Dads Are The BestJun 16, 2022 09:34PM ● By Adrienne Ross
“I was raised to always leave things better than the way I found them,” Joshua Benson, the founder of Howard County Dads, stated. In 2013, he and his wife moved to Ellicott City, knowing that this was the place they wanted to raise a family. The county had everything they were looking for in a community for their family to grow and flourish. After settling into their new home, they soon had two little boys running around. Joshua’s wife, a Howard County Community College educator, started to work on Saturday mornings. “My kids ran circles around me while I cared for them while my wife went to work. HoCo Dads (Howard County Dads) was founded out of desperation.” After a quick Google search and deep dive into social media groups, he asked himself, “Where are the dads?” Benson started a Facebook group in 2018 and quickly realized if there was such a large response, there was obviously a need for more. So, the non-profit was started in conjunction. “This isn’t mine; this is something the community owns.”
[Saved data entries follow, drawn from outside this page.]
pub mod building;
pub mod estimate;
pub mod feature_record;

pub use building::{BuildingInputs, WeatherInputs};
pub use estimate::{EstimateResult, MonthlyEstimate};
pub use feature_record::{FeatureRecord, FeatureValue};
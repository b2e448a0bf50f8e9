pub mod domain;
pub mod encoding;

pub use domain::{BuildingInputs, EstimateResult, FeatureRecord, FeatureValue, MonthlyEstimate, WeatherInputs};
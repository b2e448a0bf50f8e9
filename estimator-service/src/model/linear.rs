use std::{
    collections::{BTreeMap, BTreeSet},
    fs,
    path::{Path, PathBuf},
};

use energy_client::FeatureRecord;
use serde::{Deserialize, Serialize};

use super::{ModelError, Regressor};

pub const FORMAT: &str = "linear-pipeline/v1";

#[derive(thiserror::Error, Debug)]
pub enum ArtifactError {
    #[error("failed to read model artifact {}: {source}", path.display())]
    Io {
        path: PathBuf,
        #[source]
        source: std::io::Error,
    },
    #[error("model artifact digest mismatch: expected {expected}, found {actual}")]
    DigestMismatch { expected: String, actual: String },
    #[error("failed to parse model artifact: {0}")]
    Parse(#[from] serde_json::Error),
    #[error("unsupported model artifact format '{0}' (expected '{FORMAT}')")]
    UnsupportedFormat(String),
    #[error("inconsistent model artifact: {0}")]
    Inconsistent(String),
}

/// Standardised numeric column: contributes `coefficient * (x - center) / scale`.
#[derive(Debug, Clone, PartialEq, Serialize, Deserialize)]
pub struct NumericTerm {
    pub coefficient: f64,
    #[serde(default)]
    pub center: f64,
    #[serde(default = "unit_scale")]
    pub scale: f64,
}

fn unit_scale() -> f64 {
    1.0
}

#[derive(Debug, Clone, Copy, Default, PartialEq, Eq, Serialize, Deserialize)]
#[serde(rename_all = "snake_case")]
pub enum HandleUnknown {
    #[default]
    Ignore,
    Error,
}

/// One-hot encoded column: contributes the weight of the matching level.
#[derive(Debug, Clone, PartialEq, Serialize, Deserialize)]
pub struct CategoricalTerm {
    pub levels: BTreeMap<String, f64>,
    #[serde(default)]
    pub handle_unknown: HandleUnknown,
}

/// JSON export of a fitted preprocessing + linear regression pipeline.
///
/// `feature_names` is the column order the pipeline was fit on; records
/// with any other column set or order are refused at predict time.
#[derive(Debug, Clone, PartialEq, Serialize, Deserialize)]
pub struct LinearPipeline {
    format: String,
    feature_names: Vec<String>,
    intercept: f64,
    #[serde(default)]
    numeric: BTreeMap<String, NumericTerm>,
    #[serde(default)]
    categorical: BTreeMap<String, CategoricalTerm>,
}

impl LinearPipeline {
    /// Read, optionally verify against a blake3 hex digest, parse and check
    /// an artifact file.
    pub fn load(path: &Path, expected_blake3: Option<&str>) -> Result<Self, ArtifactError> {
        let bytes = fs::read(path).map_err(|source| ArtifactError::Io {
            path: path.to_path_buf(),
            source,
        })?;

        if let Some(expected) = expected_blake3 {
            let actual = blake3::hash(&bytes).to_hex().to_string();
            if !actual.eq_ignore_ascii_case(expected.trim()) {
                return Err(ArtifactError::DigestMismatch {
                    expected: expected.trim().to_string(),
                    actual,
                });
            }
        }

        Self::from_slice(&bytes)
    }

    pub fn from_slice(bytes: &[u8]) -> Result<Self, ArtifactError> {
        let pipeline: Self = serde_json::from_slice(bytes)?;
        pipeline.check()?;
        Ok(pipeline)
    }

    pub fn feature_names(&self) -> &[String] {
        &self.feature_names
    }

    fn check(&self) -> Result<(), ArtifactError> {
        if self.format != FORMAT {
            return Err(ArtifactError::UnsupportedFormat(self.format.clone()));
        }
        if self.feature_names.is_empty() {
            return Err(ArtifactError::Inconsistent("feature_names is empty".to_string()));
        }
        if !self.intercept.is_finite() {
            return Err(ArtifactError::Inconsistent("intercept is not finite".to_string()));
        }

        let mut seen = BTreeSet::new();
        for name in &self.feature_names {
            if !seen.insert(name.as_str()) {
                return Err(ArtifactError::Inconsistent(format!("duplicate column '{name}'")));
            }
            match (self.numeric.get(name), self.categorical.contains_key(name)) {
                (Some(term), false) => {
                    if !term.coefficient.is_finite() || !term.center.is_finite() {
                        return Err(ArtifactError::Inconsistent(format!(
                            "non-finite numeric term for '{name}'"
                        )));
                    }
                    if term.scale == 0.0 || !term.scale.is_finite() {
                        return Err(ArtifactError::Inconsistent(format!("invalid scale for '{name}'")));
                    }
                }
                (None, true) => {}
                (Some(_), true) => {
                    return Err(ArtifactError::Inconsistent(format!(
                        "column '{name}' is both numeric and categorical"
                    )));
                }
                (None, false) => {
                    return Err(ArtifactError::Inconsistent(format!("no term for column '{name}'")));
                }
            }
        }

        if let Some(extra) = self
            .numeric
            .keys()
            .chain(self.categorical.keys())
            .find(|k| !seen.contains(k.as_str()))
        {
            return Err(ArtifactError::Inconsistent(format!(
                "term '{extra}' is not in feature_names"
            )));
        }

        Ok(())
    }

    fn score(&self, record: &FeatureRecord) -> Result<f64, ModelError> {
        if !record.names().eq(self.feature_names.iter().map(String::as_str)) {
            return Err(ModelError::SchemaMismatch {
                expected: self.feature_names.join(", "),
                actual: record.names().collect::<Vec<_>>().join(", "),
            });
        }

        let mut acc = self.intercept;
        for (name, value) in record.fields() {
            if let Some(term) = self.numeric.get(*name) {
                let x = value.as_f64().ok_or_else(|| ModelError::TypeMismatch {
                    column: name.to_string(),
                    expected: "numeric",
                    actual: value.kind(),
                })?;
                acc += term.coefficient * (x - term.center) / term.scale;
            } else if let Some(term) = self.categorical.get(*name) {
                let level = value.as_category().ok_or_else(|| ModelError::TypeMismatch {
                    column: name.to_string(),
                    expected: "category",
                    actual: value.kind(),
                })?;
                match (term.levels.get(level), term.handle_unknown) {
                    (Some(weight), _) => acc += weight,
                    (None, HandleUnknown::Ignore) => {}
                    (None, HandleUnknown::Error) => {
                        return Err(ModelError::UnknownCategory {
                            column: name.to_string(),
                            value: level.to_string(),
                        });
                    }
                }
            } else {
                return Err(ModelError::Internal(format!("no term for column '{name}'")));
            }
        }

        if !acc.is_finite() {
            return Err(ModelError::NonFinite(acc));
        }
        Ok(acc)
    }
}

impl Regressor for LinearPipeline {
    fn predict(&self, record: &FeatureRecord) -> Result<Vec<f64>, ModelError> {
        Ok(vec![self.score(record)?])
    }
}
The mission of HoCo Dads is clear. It is to promote fatherhood involvement within families in and around Howard County. Parenthood can be a difficult road to navigate, but modern dads don’t have to travel it alone. “I thought that I didn’t know how to navigate through fatherhood because of the lack of role models; that’s not the case. The more fathers I meet, the more I realize the rules are different these days, and everyone is trying to redefine what fatherhood is.” The pandemic accentuated the need for this organization even more, with everyone at home and traditional roles being blurred. “Suddenly, everyone is responsible for everything.”
There are many aspects to the organization. Two monthly meetups for dads and kids on Saturday mornings allow dads to bring their children to planned activities in the area. For example, they go on firehouse tours, have a playground meetup, or go fishing. It’s an excellent way for dads to meet other dads with children the same age. Also, members are encouraged to post every Thursday with upcoming activities they’re participating in that week and can invite others. Another aspect, the Facebook group provides a forum for deeper conversations in a safe environment. Dads can post about their emotional or financial struggles or their child’s emotional hardships or difficulties. Fathers are there to support, and professional resources are available to them.
Howard County Dads reaches far beyond social media. They are heavily involved in the community as well. At the end of the holiday season, they have a diaper drive to support young fathers through the Howard County Health Department. Last December, they donated over 750 diapers and over 300 lbs since they started. Through their Dad Power Up program, a father in need can be nominated, or they can fill out an application for assistance if their family is experiencing financial, physical, emotional, or mental hardship. This group of men can lean on each other when times get tough. The group hosts a Dads Chasing Excellence bonfire on the first Saturday of the month. It’s a low-key atmosphere where fathers can share advice on becoming better dads, spouses, and community members. They discuss lighter topics, from the struggles of potty training to deeper conversations, such as their child is being bullied at school. “The game has changed; everybody is figuring it out; the best thing we can do is bring the camaraderie together. Moms figured that out a long time ago.”
Howard County Dads’ membership is strong and growing. Their Facebook page has over 800 members, and 600 members actively post each week. “Some dads are reluctant to give up their man cave but are ready to brag about their playroom.” If this might be you, I encourage you to check out this amazing organization or steer a father in the direction of this group. “Dads need to be held to the same standards as moms. We can’t rest on something good when we have the chance to make it better.”